Onde começou essa longa jornada até a culinária contemporânea? Certamente o primeiro "equipamento" culinário foi o fogo, que possibilitou ao homem modificar um alimento cru, retirado da natureza, e transformá-lo, por calor, adição ou remoção de água, em outra coisa. Foi ele que assou a caça e permitiu fundir o ferro, que moldou a faca e, daí para a frente, panelas, fogões, pratos, cadeiras desconfortáveis e taças de design inadequado.
Então veio o sal, que temperou a carne, como conta Marc Kurlansky em "Sal, uma História do Mundo" (Senac São Paulo, 464 págs., R$ 60). Mas, conta o autor, o sal, que motivou guerras e valeu como moeda de troca, terminou sua história como o vilão da pressão arterial. O historiador alemão Heinrich Eduard Jacob ("Seis Mil Anos de Pão", Nova Alexandria, 592 págs., R$ 68) defende que uma revolução ainda maior aconteceu com o surgimento da agricultura. O sujeito parou de zanzar daqui para ali, teve tempo de plantar e esperar para colher, aprendeu a lidar com rudimentos de hidráulica, irrigou, colheu e moeu o trigo e fez pão.
No Brasil, Câmara Cascudo —cujo clássico "História da Alimentação no Brasil" foi reeditado pela Global Editora (960 págs, R$ 98)— volta ao fogo como elemento indispensável à culinária: "Normal e genericamente, o alimento era assado, tostado e, em menor escala, cozido ou passado pela fervura. Carne crua não deixou vestígios positivos na dieta ameríndia. Deixaram ao brasileiro o conceito universal e milenar de que a comida quente é que sustenta a gente. Esfriou, estragou". Para acentuar tudo isso, o historiador Felipe Fernández-Armesto, em seu "Comida, uma História" (Record, 364 págs., R$ 52,90), afirma que a única coisa que ainda consumimos viva e crua é a ostra.
Assim, logo que o homem pôde variar um pouco o cardápio, começou a provar novidades.
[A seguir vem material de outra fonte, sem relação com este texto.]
//! Named, independently seeded random number streams.
//!
//! Every stochastic decision in a run draws from one of a handful of streams declared with
//! `define_rng!`. Streams are created lazily the first time they are used, seeded with
//! `base_seed + hash_str(name)`, so two runs with the same seed and the same event order draw
//! identical values.
mod ext;
mod macros;
mod sampling_algorithms;

use std::any::{Any, TypeId};
use std::cell::RefCell;

pub use ext::RandomExt;
pub use macros::define_rng;
pub use sampling_algorithms::{sample_indexes_excluding, sample_multiple_from_known_length};

use crate::rand::SeedableRng;
use crate::{HashMap, HashMapExt};

pub trait RngId: Copy + Clone {
    type RngType: SeedableRng;
    fn get_name() -> &'static str;
}

// This is a wrapper that allows for future support for different types of
// random number generators (anything that implements SeedableRng is valid).
struct RngHolder {
    rng: Box<dyn Any>,
}

/// Stores:
/// * `base_seed`: A base seed for all rngs
/// * `rng_holders`: A map of rngs, keyed by their `RngId`. Note that this is
///   stored in a `RefCell` to allow for mutable borrow without requiring a
///   mutable borrow of the owner.
pub struct RandomState {
    base_seed: u64,
    rng_holders: RefCell<HashMap<TypeId, RngHolder>>,
}

impl RandomState {
    #[must_use]
    pub fn new(base_seed: u64) -> Self {
        RandomState {
            base_seed,
            rng_holders: RefCell::new(HashMap::new()),
        }
    }

    #[must_use]
    pub fn base_seed(&self) -> u64 {
        self.base_seed
    }
}

impl Default for RandomState {
    fn default() -> Self {
        Self::new(0)
    }
}

// Streams used by the simulation.
define_rng!(SeverityRng);
define_rng!(SeedingRng);
define_rng!(ImportRng);
define_rng!(ProgressionRng);
define_rng!(HouseholdRng);
define_rng!(ConstantRng);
O brilhante crítico Jeffrey Steingarten, da revista "Vogue", diz em "O Homem Que Comeu de Tudo" (Companhia das Letras, 496 págs., R$ 57,50), com uma boa dose de ironia: "Eu não quero subjugar a natureza, nem enfrentá-la, quero comê-la". (Do mesmo autor, não perca a tradução de "It Must've Been Something I Ate", que a editora publica ainda neste ano.)
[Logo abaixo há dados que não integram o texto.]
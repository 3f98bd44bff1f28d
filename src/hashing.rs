//! This module provides a deterministic hasher and `HashMap` and `HashSet` variants that use
//! it. The hashing data structures in the standard library are not deterministic:
//!
//! > By default, HashMap uses a hashing algorithm selected to provide
//! > resistance against HashDoS attacks. The algorithm is randomly seeded, and a
//! > reasonable best-effort is made to generate this seed from a high quality,
//! > secure source of randomness provided by the host without blocking the program.
//!
//! A simulation run must be reproducible from its seed, so nothing in this crate iterates a
//! randomly seeded map. Use `HashMap::default()` to create a new map; the `HashMapExt` trait
//! provides `new()` and `with_capacity()` if you need to keep the standard API.
//!
//! The `hash_str` free function derives per-stream seed offsets in `crate::random`.

use xxhash_rust::xxh3::xxh3_64;

pub use rustc_hash::{FxHashMap as HashMap, FxHashSet as HashSet};

/// Provides `new()` and `with_capacity()` for the `FxHasher`-backed `HashMap`.
pub trait HashMapExt {
    fn new() -> Self;
    fn with_capacity(capacity: usize) -> Self;
}

impl<K, V> HashMapExt for HashMap<K, V> {
    fn new() -> Self {
        HashMap::default()
    }

    fn with_capacity(capacity: usize) -> Self {
        HashMap::with_capacity_and_hasher(capacity, rustc_hash::FxBuildHasher)
    }
}

/// Provides `new()` and `with_capacity()` for the `FxHasher`-backed `HashSet`.
pub trait HashSetExt {
    fn new() -> Self;
    fn with_capacity(capacity: usize) -> Self;
}

impl<T> HashSetExt for HashSet<T> {
    fn new() -> Self {
        HashSet::default()
    }

    fn with_capacity(capacity: usize) -> Self {
        HashSet::with_capacity_and_hasher(capacity, rustc_hash::FxBuildHasher)
    }
}

/// A convenience method to compute the hash of a `&str`. The result is stable across
/// platforms and releases.
pub fn hash_str(data: &str) -> u64 {
    xxh3_64(data.as_bytes())
}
O ser humano é o único animal que elege o que vai comer com antecipação. Resolvida a necessidade, ampliou seu mundo de alimentos por curiosidade (digamos "gourmandise"). O hábito de pôr na boca frutinhas desconhecidas para saber seu gosto deve ter levado a muitas mortes por envenenamento, mas é um dos responsáveis pela ampla escolha que temos hoje.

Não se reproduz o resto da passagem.